Advanced note: for an Op with multiple outputs, it is possible that some of them can be reused and some others not. If an Op with multiple outputs shares storage between them, e.g. the first output is a view of the second, if the first output is reset to ``None``, the second should *not* be reused, even if it's available, because a fresh output is expected for the first. It is not recommended in general to share storage between outputs unless one of them is hidden (see hidden outputs section), because the engine does not know how to handle that situation safely.
grad
====
``grad`` is a theano-specific [*as opposed to?*] function - it does not interface with core optimization and compilation facilities, but it provides a useful interface to differentiation. Its expected signature is:
.. code-block:: python
grad(self, inputs, output_gradients)
where:
* ``inputs`` is a list of Result instances. It is assumed to be the ``inputs`` field of a node produced by ``make_node``.

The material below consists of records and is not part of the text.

//! Tunnel endpoints, scoped to an account identifier.
//!
//! A tunnel's connection token is retrievable in full through the token
//! endpoint; each retrieval is a distinct re-authorized API call, never a
//! cached read. Callers must persist the token immediately after creation.

use reqwest::Method;
use serde::{Deserialize, Serialize};
use tracing::debug;

use super::Client;
use crate::error::Result;

/// A tunnel as returned by the provider.
#[derive(Debug, Clone, Deserialize)]
pub struct Tunnel {
    pub id: String,
    pub name: String,
    #[serde(default)]
    pub status: Option<String>,
    #[serde(default)]
    pub created_at: Option<String>,
    #[serde(default)]
    pub connections: Vec<TunnelConnection>,
}

/// One active edge connection of a tunnel.
#[derive(Debug, Clone, Deserialize)]
pub struct TunnelConnection {
    #[serde(default)]
    pub colo_name: Option<String>,
}

#[derive(Debug, Serialize)]
struct CreatePayload<'a> {
    name: &'a str,
    config_src: &'a str,
}

/// Whether `ensure_tunnel` found or made the tunnel.
#[derive(Debug, Clone, Copy, PartialEq, Eq)]
pub enum Ensured {
    Existing,
    Created,
}

impl Client {
    pub fn list_tunnels(&self, account: &str) -> Result<Vec<Tunnel>> {
        let req = self.request(Method::GET, &format!("/accounts/{}/cfd_tunnel", account));
        self.send(req)
    }

    pub fn create_tunnel(&self, account: &str, name: &str) -> Result<Tunnel> {
        let payload = CreatePayload {
            name,
            config_src: "cloudflare",
        };
        let req = self
            .request(Method::POST, &format!("/accounts/{}/cfd_tunnel", account))
            .json(&payload);
        self.send(req)
    }

    pub fn delete_tunnel(&self, account: &str, id: &str) -> Result<()> {
        let req = self.request(Method::DELETE, &format!("/accounts/{}/cfd_tunnel/{}", account, id));
        self.send_unit(req)
    }

    /// Fetch the connection token. A fresh call every time; the result is
    /// never cached locally.
    pub fn tunnel_token(&self, account: &str, id: &str) -> Result<String> {
        let req = self.request(
            Method::GET,
            &format!("/accounts/{}/cfd_tunnel/{}/token", account, id),
        );
        self.send(req)
    }

    /// Lookup-then-create by name: the tunnel variant of the reconcile
    /// pattern. An existing tunnel with the requested name is reused, so a
    /// re-run never duplicates it. First name match wins.
    pub fn ensure_tunnel(&self, account: &str, name: &str) -> Result<(Tunnel, Ensured)> {
        let existing = self
            .list_tunnels(account)?
            .into_iter()
            .find(|t| t.name == name);

        match existing {
            Some(tunnel) => {
                debug!(%name, id = %tunnel.id, "tunnel already exists, reusing");
                Ok((tunnel, Ensured::Existing))
            }
            None => {
                debug!(%name, "creating tunnel");
                let tunnel = self.create_tunnel(account, name)?;
                Ok((tunnel, Ensured::Created))
            }
        }
    }
}

#[cfg(test)]
mod tests {
    use super::*;

    #[test]
    fn test_tunnel_decodes_minimal_payload() {
        let body = r#"{"id":"t1","name":"edge"}"#;
        let tunnel: Tunnel = serde_json::from_str(body).unwrap();
        assert_eq!(tunnel.id, "t1");
        assert!(tunnel.status.is_none());
        assert!(tunnel.connections.is_empty());
    }

    #[test]
    fn test_tunnel_decodes_connections() {
        let body = r#"{"id":"t1","name":"edge","status":"healthy","created_at":"2026-01-01T00:00:00Z","connections":[{"colo_name":"AMS"},{}]}"#;
        let tunnel: Tunnel = serde_json::from_str(body).unwrap();
        assert_eq!(tunnel.connections.len(), 2);
        assert_eq!(tunnel.connections[0].colo_name.as_deref(), Some("AMS"));
    }

    #[test]
    fn test_create_payload_shape() {
        let payload = CreatePayload {
            name: "edge",
            config_src: "cloudflare",
        };
        let json = serde_json::to_value(&payload).unwrap();
        assert_eq!(json["name"], "edge");
        assert_eq!(json["config_src"], "cloudflare");
    }
}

* ``output_gradients`` is a list of Result instances. They have the same properties as the outputs of the node, but are filled with gradient values.
Essentially, the semantics are:
.. code-block:: python
# Not completely sure about this, James should doublecheck -jpt and ob
def grad(self, (x, ), (gz, )):
return [gz * (dz/dx)]
def grad(self, (x, y), (gz, )):
return gz*(dz/dx), gz*(dz/dy)
def grad(self, (x, y), (gz, gw)):
# In this situation you want two return values that have the shape of x and y respectively
return gz*dz/dx + gw*dw/dx, gz*dz/dy + gw*dw/dy
More specifically,
``grad`` must return a list or tuple of input gradients, as many as there are inputs. Let C be a Result (currently assumed to be a scalar) that depends through a theano symbolic expression on the node outputs. Then each output_gradients[i] represents symbolically dC/doutputs[i]. The returned input gradients should represent symbolically dC/dinputs[i].
Example:
.. code-block:: python
class Mul(Op):
...
def grad(self, inputs, output_gradients):
x, y = inputs
gz, = output_gradients # here again, the comma is not optional
return mul(gz, y), mul(gz, x)
...
mul = Mul()
If the op is not differentiable wrt one of its inputs, the gradient for that input should be ``None``; if the op is not differentiable with respect to any of its inputs, it should return something equivalent to
``[None] * len(inputs)``. If ``grad`` is not implemented for any op in a graph, then the symbolic gradient engine will complain (with an attribute exception).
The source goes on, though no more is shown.